This traverse is one of the most iconic and dangerous obstacles in high altitude mountaineering. You fall here and you will die. The serac destabilizes in any way whatsoever and you’re in a lot of trouble. I’ve studied this section, watched amateur videos, analyzed photos and mentally walked myself through it hundreds of times, knowing that one day my time would come to document it and negotiate the blue ice extremely carefully, camera in hand.

We left just after midnight and were gifted with a bright moon that lit up all the mountains below. Headlamps were unnecessary. The images on video that night are extraordinary leading up to this point.

I don’t have the luxury of only climbing, I have to think video, shots, coverage, storytelling and content. On the ascent, my filmmaking mind I knew I wanted Sajid crossing the traverse under the serac with the sunrise beneath him. By the time I traversed, it was 4am and Earth’s first light in Pakistan became the backlight of Sajid’s interview standing at the edge having just crossed the most dangerous section on K2.

It was hard to believe what I was filming. Where I was standing was absurd, but I was locked into the anchor and safety line and Sajid was comfortable standing on the foot and a half wide path with the abyss below, sharing his feelings about coming face to face with his father.

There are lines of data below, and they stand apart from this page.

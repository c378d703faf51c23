//! Radio state machine.
//!
//! Drives the transceiver through listen, activity detection, receive and
//! transmit. Interrupt handlers only post DIO events to the [`IrqSlot`];
//! [`RadioStateMachine::poll`] consumes them from the main loop and performs
//! all register I/O under the bus lock.
//!
//! Within one `poll` an interrupt always wins: if an event was pending it is
//! handled and the timer-driven work (CAD tick, downlink start, watchdogs)
//! waits for the next call. Timer work uses `try_transaction`, so it also
//! yields to anyone already holding the bus.

use super::buffers::{DownlinkFrame, FrameSlot, TxOutcome, TxReport, UplinkFrame};
use super::clock::{expand_tmst, unix_millis};
use super::handle::GatewayHandle;
use super::irq::{IrqEvent, IrqSlot};
use super::runner::GatewayError;
use super::state::RadioState;
use super::stats::{bump, StatRecord};
use crate::lora::registers::*;
use crate::lora::{
    apply_config, symbol_duration_us, write_frequency, write_hypothesis, write_modem, BusGuard,
    ChannelConfig, ChannelError, FrequencyPlan, RegisterBus, RegisterError, RegisterInterface,
    SpreadingFactor, MAX_PAYLOAD_LENGTH,
};
use heapless::Deque;
use log::{debug, error, info, warn};
use std::sync::Arc;
use std::time::Duration;

/// Margin added to the two-symbol CAD window before it is considered lost.
const CAD_MARGIN_US: u64 = 2_000;

/// Pending TX reports kept for TX_ACK.
const MAX_TX_REPORTS: usize = 8;

/// Preamble restored after a transmission.
const RX_PREAMBLE: u16 = 8;

/// Lowest and highest transmit power supported on PA_BOOST.
pub const MIN_TX_POWER_DBM: i8 = 2;
pub const MAX_TX_POWER_DBM: i8 = 20;
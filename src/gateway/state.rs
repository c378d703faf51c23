//! Radio states and the allowed transitions between them.

use std::fmt;
use std::sync::atomic::{AtomicU8, Ordering};

/// State of the radio cycle.
///
/// `Scan` is the hub: every path between listening and transmitting goes
/// through it, so the radio is never asked to transmit while it is still
/// configured for reception.
#[derive(Debug, Clone, Copy, PartialEq, Eq, Hash)]
#[repr(u8)]
pub enum RadioState {
    Init = 0,
    Scan = 1,
    ActivityDetect = 2,
    Receiving = 3,
    Transmitting = 4,
    TransmitDone = 5,
}

impl RadioState {
    pub fn can_transition_to(self, to: RadioState) -> bool {
        use RadioState::*;
        matches!(
            (self, to),
            (Init, Scan)
                | (Scan, ActivityDetect)
                | (Scan, Receiving)
                | (Scan, Transmitting)
                | (ActivityDetect, Scan)
                | (ActivityDetect, Receiving)
                | (ActivityDetect, Transmitting)
                | (Receiving, Scan)
                | (Transmitting, TransmitDone)
                | (Transmitting, Scan)
                | (TransmitDone, Scan)
        )
    }

    /// Whether the radio can be retuned or start a transmission without
    /// aborting an exchange in progress.
    pub fn is_idle(self) -> bool {
        matches!(self, RadioState::Scan | RadioState::ActivityDetect)
    }

    fn from_u8(value: u8) -> Self {
        match value {
            1 => Self::Scan,
            2 => Self::ActivityDetect,
            3 => Self::Receiving,
            4 => Self::Transmitting,
            5 => Self::TransmitDone,
            _ => Self::Init,
        }
    }
}

impl fmt::Display for RadioState {
    fn fmt(&self, f: &mut fmt::Formatter<'_>) -> fmt::Result {
        let name = match self {
            Self::Init => "INIT",
            Self::Scan => "SCAN",
            Self::ActivityDetect => "CAD",
            Self::Receiving => "RX",
            Self::Transmitting => "TX",
            Self::TransmitDone => "TXDONE",
        };
        f.write_str(name)
    }
}

/// Read-only mirror of the current state for other threads.
#[derive(Debug)]
pub struct StateCell(AtomicU8);

impl StateCell {
    pub const fn new() -> Self {
        Self(AtomicU8::new(RadioState::Init as u8))
    }

    pub fn get(&self) -> RadioState {
        RadioState::from_u8(self.0.load(Ordering::Acquire))
    }

    pub(crate) fn publish(&self, state: RadioState) {
        self.0.store(state as u8, Ordering::Release);
    }
}

impl Default for StateCell {
    fn default() -> Self {
        Self::new()
    }
}

#[cfg(test)]
mod tests {
    use super::*;
    use lora_1ch_gateway_macros::esp32_test;

    const ALL: [RadioState; 6] = [
        RadioState::Init,
        RadioState::Scan,
        RadioState::ActivityDetect,
        RadioState::Receiving,
        RadioState::Transmitting,
        RadioState::TransmitDone,
    ];

    #[esp32_test]
    fn test_receiving_never_goes_straight_to_transmitting() {
        assert!(!RadioState::Receiving.can_transition_to(RadioState::Transmitting));
        assert!(!RadioState::Receiving.can_transition_to(RadioState::TransmitDone));
        assert!(RadioState::Receiving.can_transition_to(RadioState::Scan));
    }

    #[esp32_test]
    fn test_every_state_can_fall_back_to_scan() {
        for state in ALL {
            if state != RadioState::Scan {
                assert!(state.can_transition_to(RadioState::Scan), "{}", state);
            }
        }
    }

    #[esp32_test]
    fn test_init_only_leads_to_scan() {
        for to in ALL {
            assert_eq!(
                RadioState::Init.can_transition_to(to),
                to == RadioState::Scan
            );
        }
        for from in ALL {
            assert!(!from.can_transition_to(RadioState::Init));
        }
    }

    #[esp32_test]
    fn test_state_cell_mirror() {
        let cell = StateCell::new();
        assert_eq!(cell.get(), RadioState::Init);
        for state in ALL {
            cell.publish(state);
            assert_eq!(cell.get(), state);
        }
    }
}
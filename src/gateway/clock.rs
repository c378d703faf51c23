//! Radio clock.
//!
//! Microseconds since the gateway started, from a monotonic source. The
//! forwarder protocol carries the low 32 bits (`tmst`), which wrap about
//! every 71 minutes; [`expand_tmst`] maps them back onto the 64-bit clock.

use std::time::{Duration, Instant};

#[derive(Debug, Clone, Copy)]
pub struct Clock {
    origin: Instant,
}

impl Clock {
    pub fn new() -> Self {
        Self {
            origin: Instant::now(),
        }
    }

    /// A clock that already reads `elapsed`, so its time base matches a
    /// counter started earlier (e.g. the ESP timer, which counts from boot).
    pub fn with_elapsed(elapsed: Duration) -> Self {
        let now = Instant::now();
        Self {
            origin: now.checked_sub(elapsed).unwrap_or(now),
        }
    }

    pub fn now_us(&self) -> u64 {
        self.origin.elapsed().as_micros() as u64
    }
}

impl Default for Clock {
    fn default() -> Self {
        Self::new()
    }
}

/// Expand a 32-bit timestamp to the 64-bit clock, choosing the value
/// closest to `now_us` (at most ±35 minutes away).
pub fn expand_tmst(tmst: u32, now_us: u64) -> u64 {
    let delta = tmst.wrapping_sub(now_us as u32) as i32 as i64;
    (now_us as i64 + delta).max(0) as u64
}

/// Current UTC time in milliseconds since the Unix epoch.
pub fn unix_millis() -> i64 {
    chrono::Utc::now().timestamp_millis()
}

#[cfg(test)]
mod tests {
    use super::*;
    use lora_1ch_gateway_macros::esp32_test;

    #[esp32_test]
    fn test_clock_is_monotonic() {
        let clock = Clock::new();
        let a = clock.now_us();
        std::thread::sleep(Duration::from_millis(2));
        assert!(clock.now_us() >= a + 2_000);
    }

    #[esp32_test]
    fn test_clock_with_elapsed_starts_ahead() {
        let clock = Clock::with_elapsed(Duration::from_millis(250));
        assert!(clock.now_us() >= 250_000);
    }

    #[esp32_test]
    fn test_expand_tmst() {
        assert_eq!(expand_tmst(1_500_000, 1_000_000), 1_500_000);
        assert_eq!(expand_tmst(500_000, 1_000_000), 500_000);

        // Across the 32-bit wrap
        let now = (1u64 << 32) + 100;
        assert_eq!(expand_tmst(200, now), now + 100);
        assert_eq!(expand_tmst(u32::MAX, now), now - 101);

        // Never negative
        assert_eq!(expand_tmst(u32::MAX - 10, 5), 0);
    }
}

I didn’t have time to feel any pain or discomfort up there. I was occupied with wireless mics, focus, batteries and the most important task of adapting to Sajids every move, trying to anticipate what he might do and always ready to flip and drop any expectation or plan to accommodate his actions.

As a climber, athlete, human being and storyteller, I felt like the sum total of all of my experiences, in life, in loss, grief, creativity and performance all came together to ensure we had both the logistics safely in place and the recorded media we needed to tell this story.

With the right mindset, adversity and hardship become the greatest of enablers.